(Beginning of Data records)

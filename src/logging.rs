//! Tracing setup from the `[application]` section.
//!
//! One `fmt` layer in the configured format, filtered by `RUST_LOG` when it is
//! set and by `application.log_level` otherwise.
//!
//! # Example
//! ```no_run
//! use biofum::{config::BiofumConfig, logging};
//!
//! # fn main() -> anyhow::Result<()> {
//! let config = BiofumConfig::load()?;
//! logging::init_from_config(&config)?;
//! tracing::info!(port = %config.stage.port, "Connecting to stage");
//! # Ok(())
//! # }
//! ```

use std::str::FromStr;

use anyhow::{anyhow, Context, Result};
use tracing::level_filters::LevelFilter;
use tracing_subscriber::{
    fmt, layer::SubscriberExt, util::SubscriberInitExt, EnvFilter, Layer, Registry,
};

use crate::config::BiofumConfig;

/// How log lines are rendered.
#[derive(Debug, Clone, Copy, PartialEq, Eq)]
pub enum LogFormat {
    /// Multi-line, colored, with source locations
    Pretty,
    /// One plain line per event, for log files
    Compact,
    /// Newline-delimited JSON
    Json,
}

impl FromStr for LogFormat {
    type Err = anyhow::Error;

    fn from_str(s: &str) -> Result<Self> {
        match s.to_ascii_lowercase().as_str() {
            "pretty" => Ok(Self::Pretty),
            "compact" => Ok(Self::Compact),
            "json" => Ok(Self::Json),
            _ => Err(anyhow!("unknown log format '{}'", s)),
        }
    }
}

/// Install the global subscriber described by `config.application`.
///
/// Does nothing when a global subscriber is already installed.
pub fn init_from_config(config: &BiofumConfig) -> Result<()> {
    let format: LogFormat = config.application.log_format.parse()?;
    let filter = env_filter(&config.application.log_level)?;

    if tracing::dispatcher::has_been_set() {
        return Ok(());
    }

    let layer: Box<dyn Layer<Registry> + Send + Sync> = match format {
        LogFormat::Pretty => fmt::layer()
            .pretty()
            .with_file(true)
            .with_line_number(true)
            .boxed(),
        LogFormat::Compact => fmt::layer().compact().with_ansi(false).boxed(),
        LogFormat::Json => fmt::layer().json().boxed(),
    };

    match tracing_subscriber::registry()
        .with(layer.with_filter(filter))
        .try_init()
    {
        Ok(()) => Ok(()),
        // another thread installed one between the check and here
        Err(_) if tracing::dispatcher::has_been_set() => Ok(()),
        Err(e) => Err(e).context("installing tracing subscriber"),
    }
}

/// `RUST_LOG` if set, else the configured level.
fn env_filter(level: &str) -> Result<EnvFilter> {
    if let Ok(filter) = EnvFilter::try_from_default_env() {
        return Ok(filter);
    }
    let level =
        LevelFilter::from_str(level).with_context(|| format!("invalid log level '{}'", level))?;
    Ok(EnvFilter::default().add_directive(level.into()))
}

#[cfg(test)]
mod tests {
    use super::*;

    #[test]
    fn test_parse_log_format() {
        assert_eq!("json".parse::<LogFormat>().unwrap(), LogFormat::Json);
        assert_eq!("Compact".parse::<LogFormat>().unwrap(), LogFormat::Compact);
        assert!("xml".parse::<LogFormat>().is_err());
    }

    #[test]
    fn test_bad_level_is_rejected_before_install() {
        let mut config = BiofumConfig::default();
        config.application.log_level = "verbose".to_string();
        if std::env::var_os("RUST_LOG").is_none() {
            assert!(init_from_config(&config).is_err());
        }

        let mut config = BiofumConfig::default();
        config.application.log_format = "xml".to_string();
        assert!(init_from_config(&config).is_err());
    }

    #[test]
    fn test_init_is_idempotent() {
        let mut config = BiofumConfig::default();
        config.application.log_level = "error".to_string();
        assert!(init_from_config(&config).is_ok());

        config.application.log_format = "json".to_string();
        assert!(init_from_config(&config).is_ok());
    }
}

(End of Data records)

Look through the entries above and copy each line that has "LogFormat" in it.

▶ Output of the exercise
pub enum LogFormat {
impl FromStr for LogFormat {
    let format: LogFormat = config.application.log_format.parse()?;
        LogFormat::Pretty => fmt::layer()
        LogFormat::Compact => fmt::layer().compact().with_ansi(false).boxed(),
        LogFormat::Json => fmt::layer().json().boxed(),
        assert_eq!("json".parse::<LogFormat>().unwrap(), LogFormat::Json);
        assert_eq!("Compact".parse::<LogFormat>().unwrap(), LogFormat::Compact);
        assert!("xml".parse::<LogFormat>().is_err());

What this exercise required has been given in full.